● **WORK ITEM**: Records follow. Select each line holding "MemoryAddressBar".
═════ SUPPLIED ENTRIES
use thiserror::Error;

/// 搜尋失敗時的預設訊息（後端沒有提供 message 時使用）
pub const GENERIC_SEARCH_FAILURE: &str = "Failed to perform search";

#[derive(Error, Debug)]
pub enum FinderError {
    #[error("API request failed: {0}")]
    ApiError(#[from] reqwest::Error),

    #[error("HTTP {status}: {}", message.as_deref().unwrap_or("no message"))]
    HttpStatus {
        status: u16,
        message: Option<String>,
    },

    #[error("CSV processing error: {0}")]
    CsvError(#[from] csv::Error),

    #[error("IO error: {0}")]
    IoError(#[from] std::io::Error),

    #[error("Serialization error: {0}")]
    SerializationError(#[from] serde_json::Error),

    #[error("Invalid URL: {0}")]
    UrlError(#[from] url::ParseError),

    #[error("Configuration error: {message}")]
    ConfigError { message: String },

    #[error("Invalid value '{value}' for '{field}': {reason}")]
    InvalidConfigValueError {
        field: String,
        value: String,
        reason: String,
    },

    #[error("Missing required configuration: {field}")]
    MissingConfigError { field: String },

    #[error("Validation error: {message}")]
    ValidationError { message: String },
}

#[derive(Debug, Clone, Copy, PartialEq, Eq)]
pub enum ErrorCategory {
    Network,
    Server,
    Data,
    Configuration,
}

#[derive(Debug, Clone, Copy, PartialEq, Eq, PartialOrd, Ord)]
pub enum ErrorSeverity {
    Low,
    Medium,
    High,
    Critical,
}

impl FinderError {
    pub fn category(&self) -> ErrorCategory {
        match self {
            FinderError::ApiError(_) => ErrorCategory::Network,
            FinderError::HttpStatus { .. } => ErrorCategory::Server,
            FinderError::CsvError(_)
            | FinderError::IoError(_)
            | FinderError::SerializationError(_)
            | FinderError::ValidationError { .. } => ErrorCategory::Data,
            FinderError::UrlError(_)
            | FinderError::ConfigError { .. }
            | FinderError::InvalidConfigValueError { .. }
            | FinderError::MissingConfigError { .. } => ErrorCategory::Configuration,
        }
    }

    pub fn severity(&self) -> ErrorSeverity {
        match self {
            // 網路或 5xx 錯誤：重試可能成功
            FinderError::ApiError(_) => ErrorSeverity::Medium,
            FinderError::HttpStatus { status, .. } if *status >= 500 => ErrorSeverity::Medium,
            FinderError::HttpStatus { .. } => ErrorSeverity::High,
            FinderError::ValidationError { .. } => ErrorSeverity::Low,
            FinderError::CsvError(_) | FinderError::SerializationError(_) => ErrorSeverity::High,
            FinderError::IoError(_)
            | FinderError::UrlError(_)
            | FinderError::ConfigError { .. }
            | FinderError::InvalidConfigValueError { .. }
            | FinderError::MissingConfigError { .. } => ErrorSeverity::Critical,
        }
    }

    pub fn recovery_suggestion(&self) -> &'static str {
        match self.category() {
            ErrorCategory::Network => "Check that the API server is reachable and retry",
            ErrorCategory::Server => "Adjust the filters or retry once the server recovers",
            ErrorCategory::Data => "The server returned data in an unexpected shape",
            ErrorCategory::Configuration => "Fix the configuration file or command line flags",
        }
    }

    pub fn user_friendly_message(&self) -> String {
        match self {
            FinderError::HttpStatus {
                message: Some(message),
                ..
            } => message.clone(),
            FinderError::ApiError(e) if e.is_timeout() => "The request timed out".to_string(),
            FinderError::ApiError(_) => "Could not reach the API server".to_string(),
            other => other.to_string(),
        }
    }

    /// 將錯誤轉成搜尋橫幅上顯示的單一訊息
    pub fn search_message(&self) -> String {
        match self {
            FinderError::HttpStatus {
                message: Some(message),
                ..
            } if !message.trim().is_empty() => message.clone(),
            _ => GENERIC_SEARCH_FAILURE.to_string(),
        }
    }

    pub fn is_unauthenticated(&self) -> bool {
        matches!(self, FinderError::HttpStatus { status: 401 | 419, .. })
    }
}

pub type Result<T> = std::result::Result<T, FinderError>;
══════════
═════ SUPPLIED ENTRIES
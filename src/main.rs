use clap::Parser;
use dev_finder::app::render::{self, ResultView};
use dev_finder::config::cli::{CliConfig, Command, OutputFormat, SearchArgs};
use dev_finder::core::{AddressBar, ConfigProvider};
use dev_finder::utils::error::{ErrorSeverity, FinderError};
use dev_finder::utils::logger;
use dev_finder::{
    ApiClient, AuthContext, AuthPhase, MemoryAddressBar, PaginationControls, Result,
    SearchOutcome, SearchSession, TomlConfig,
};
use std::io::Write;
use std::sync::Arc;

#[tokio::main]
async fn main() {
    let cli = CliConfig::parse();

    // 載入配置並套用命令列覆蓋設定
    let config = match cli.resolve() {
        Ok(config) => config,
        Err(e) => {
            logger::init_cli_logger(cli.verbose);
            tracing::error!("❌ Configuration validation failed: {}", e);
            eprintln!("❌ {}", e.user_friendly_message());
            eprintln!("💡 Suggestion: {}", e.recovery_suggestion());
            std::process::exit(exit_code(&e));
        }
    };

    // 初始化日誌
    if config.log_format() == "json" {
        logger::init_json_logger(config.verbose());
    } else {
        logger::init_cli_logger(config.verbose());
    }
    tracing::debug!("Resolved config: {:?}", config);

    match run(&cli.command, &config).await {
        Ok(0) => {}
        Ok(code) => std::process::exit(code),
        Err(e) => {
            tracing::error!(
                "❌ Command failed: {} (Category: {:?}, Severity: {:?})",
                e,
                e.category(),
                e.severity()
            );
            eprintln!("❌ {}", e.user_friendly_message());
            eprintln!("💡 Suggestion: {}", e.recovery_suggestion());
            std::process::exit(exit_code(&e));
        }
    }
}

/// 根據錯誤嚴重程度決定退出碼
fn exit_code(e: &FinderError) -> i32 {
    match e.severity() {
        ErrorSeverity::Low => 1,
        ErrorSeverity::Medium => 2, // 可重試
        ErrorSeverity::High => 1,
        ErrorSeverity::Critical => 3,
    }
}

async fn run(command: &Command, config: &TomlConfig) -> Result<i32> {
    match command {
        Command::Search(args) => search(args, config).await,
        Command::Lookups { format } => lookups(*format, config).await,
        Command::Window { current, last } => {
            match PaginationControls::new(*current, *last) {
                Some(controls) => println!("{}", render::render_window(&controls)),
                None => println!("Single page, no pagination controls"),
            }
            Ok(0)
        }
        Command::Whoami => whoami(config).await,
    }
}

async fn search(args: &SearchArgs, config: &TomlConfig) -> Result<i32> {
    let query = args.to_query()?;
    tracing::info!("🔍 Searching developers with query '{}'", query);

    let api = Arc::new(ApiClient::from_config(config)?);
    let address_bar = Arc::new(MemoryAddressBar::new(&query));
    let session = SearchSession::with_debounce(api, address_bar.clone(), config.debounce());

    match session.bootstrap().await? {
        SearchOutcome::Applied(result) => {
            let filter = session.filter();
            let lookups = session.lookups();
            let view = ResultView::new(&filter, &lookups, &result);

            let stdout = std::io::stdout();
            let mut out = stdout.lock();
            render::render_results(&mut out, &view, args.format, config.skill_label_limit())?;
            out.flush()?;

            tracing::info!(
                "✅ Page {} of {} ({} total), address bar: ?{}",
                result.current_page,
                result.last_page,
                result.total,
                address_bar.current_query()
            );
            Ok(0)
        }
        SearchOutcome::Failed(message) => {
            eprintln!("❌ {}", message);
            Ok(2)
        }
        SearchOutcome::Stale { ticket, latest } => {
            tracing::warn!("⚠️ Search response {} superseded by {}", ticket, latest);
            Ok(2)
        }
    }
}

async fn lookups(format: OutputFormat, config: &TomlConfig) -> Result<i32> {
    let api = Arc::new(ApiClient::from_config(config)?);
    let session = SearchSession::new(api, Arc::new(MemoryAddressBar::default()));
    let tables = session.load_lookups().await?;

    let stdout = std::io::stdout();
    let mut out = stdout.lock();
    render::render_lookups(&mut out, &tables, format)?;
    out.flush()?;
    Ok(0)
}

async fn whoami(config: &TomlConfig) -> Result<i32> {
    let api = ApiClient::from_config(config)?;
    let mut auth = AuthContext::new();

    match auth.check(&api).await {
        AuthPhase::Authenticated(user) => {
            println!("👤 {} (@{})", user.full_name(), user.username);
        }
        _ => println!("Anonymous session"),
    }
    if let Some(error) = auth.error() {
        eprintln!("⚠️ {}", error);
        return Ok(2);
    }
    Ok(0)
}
══════════
═════ SUPPLIED ENTRIES
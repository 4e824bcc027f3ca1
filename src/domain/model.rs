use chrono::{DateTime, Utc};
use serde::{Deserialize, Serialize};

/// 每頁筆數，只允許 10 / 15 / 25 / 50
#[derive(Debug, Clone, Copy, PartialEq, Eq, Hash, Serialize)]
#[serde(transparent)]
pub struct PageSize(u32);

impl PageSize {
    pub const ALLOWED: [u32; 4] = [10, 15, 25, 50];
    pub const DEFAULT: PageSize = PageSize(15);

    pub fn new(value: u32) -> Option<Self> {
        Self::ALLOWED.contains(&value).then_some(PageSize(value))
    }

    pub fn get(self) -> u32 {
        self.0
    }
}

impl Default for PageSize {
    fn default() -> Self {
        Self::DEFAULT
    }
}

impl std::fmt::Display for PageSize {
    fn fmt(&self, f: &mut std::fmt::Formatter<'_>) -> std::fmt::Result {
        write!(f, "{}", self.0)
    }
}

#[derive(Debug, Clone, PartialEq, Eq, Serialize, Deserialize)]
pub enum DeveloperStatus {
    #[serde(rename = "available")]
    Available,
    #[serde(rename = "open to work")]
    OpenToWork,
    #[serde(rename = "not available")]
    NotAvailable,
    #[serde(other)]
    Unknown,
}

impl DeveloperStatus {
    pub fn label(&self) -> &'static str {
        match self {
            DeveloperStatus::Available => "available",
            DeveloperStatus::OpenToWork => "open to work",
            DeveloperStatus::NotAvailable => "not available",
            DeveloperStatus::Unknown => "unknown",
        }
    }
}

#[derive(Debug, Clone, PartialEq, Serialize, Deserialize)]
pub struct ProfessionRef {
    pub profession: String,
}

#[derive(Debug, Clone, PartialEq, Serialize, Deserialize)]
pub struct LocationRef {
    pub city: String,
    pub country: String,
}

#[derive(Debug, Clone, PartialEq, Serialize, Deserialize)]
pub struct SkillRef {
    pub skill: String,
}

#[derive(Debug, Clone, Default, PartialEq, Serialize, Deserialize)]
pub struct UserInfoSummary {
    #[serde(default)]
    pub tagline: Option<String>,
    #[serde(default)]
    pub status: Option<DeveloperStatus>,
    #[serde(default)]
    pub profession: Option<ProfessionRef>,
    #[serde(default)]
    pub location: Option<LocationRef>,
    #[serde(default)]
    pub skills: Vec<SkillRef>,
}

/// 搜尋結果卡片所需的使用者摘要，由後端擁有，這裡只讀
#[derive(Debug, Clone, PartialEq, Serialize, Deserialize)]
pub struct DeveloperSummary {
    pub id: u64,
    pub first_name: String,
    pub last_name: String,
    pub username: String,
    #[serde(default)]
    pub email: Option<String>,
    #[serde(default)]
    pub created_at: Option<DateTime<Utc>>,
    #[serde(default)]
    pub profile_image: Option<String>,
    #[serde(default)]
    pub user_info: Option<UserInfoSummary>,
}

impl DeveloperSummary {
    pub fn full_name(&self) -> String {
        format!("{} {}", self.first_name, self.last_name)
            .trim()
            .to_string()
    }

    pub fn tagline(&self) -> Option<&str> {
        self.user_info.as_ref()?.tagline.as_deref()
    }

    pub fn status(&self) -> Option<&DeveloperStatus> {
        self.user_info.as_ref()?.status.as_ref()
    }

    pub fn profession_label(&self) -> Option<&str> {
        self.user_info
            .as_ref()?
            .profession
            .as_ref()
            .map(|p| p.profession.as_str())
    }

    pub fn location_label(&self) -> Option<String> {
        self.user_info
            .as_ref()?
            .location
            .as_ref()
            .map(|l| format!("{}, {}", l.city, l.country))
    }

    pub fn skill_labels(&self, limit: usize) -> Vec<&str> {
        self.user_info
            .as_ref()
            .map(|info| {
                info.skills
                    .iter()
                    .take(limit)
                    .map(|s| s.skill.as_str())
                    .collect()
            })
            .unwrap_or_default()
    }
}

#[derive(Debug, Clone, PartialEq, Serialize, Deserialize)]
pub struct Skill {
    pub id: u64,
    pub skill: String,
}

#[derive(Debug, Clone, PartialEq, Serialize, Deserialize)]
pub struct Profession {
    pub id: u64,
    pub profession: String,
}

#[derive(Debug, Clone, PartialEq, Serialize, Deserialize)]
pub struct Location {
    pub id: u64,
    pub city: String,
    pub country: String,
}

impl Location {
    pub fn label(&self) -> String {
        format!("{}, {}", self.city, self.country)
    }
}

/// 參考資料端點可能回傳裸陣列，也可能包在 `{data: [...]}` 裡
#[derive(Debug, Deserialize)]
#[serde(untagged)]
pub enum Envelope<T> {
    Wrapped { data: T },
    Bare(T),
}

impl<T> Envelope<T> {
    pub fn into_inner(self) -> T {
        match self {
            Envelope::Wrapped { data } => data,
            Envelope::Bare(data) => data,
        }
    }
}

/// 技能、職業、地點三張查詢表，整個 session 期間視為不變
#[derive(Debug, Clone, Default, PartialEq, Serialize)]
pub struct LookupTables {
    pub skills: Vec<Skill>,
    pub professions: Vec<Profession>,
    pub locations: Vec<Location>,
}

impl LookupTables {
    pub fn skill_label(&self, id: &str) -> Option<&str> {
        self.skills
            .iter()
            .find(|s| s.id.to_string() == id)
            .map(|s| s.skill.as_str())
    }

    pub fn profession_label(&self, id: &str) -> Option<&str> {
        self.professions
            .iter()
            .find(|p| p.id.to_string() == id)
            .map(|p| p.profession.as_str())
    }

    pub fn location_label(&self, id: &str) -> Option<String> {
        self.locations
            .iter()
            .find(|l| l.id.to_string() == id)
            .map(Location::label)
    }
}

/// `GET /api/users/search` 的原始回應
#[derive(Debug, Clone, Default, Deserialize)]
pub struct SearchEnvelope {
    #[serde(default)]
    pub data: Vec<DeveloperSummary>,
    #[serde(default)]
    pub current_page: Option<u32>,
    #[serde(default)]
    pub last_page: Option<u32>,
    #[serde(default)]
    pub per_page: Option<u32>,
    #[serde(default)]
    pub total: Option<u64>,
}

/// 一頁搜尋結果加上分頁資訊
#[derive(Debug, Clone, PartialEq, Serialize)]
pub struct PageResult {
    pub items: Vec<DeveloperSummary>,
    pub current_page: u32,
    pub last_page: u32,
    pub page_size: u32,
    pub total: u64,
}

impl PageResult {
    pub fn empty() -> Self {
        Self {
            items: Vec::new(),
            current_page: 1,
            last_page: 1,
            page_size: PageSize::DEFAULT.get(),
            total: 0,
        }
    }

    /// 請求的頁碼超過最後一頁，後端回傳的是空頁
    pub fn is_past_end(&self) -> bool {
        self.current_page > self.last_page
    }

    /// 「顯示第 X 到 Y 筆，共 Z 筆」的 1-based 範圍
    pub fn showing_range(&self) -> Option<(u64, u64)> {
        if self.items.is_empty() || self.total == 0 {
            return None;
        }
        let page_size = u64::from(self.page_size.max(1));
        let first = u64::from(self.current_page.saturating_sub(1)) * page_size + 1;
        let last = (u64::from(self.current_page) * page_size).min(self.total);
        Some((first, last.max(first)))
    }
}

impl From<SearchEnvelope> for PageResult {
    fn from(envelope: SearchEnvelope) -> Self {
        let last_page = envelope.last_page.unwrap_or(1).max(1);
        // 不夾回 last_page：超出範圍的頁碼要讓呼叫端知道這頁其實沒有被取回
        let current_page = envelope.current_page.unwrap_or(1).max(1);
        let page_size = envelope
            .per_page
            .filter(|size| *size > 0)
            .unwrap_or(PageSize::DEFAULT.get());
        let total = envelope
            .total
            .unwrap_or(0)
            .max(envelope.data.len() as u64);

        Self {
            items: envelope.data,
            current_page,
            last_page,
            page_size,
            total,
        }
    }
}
══════════
● **SOLUTION FOR THIS EXERCISE**:
    ApiClient, AuthContext, AuthPhase, MemoryAddressBar, PaginationControls, Result,
    let address_bar = Arc::new(MemoryAddressBar::new(&query));
    let session = SearchSession::new(api, Arc::new(MemoryAddressBar::default()));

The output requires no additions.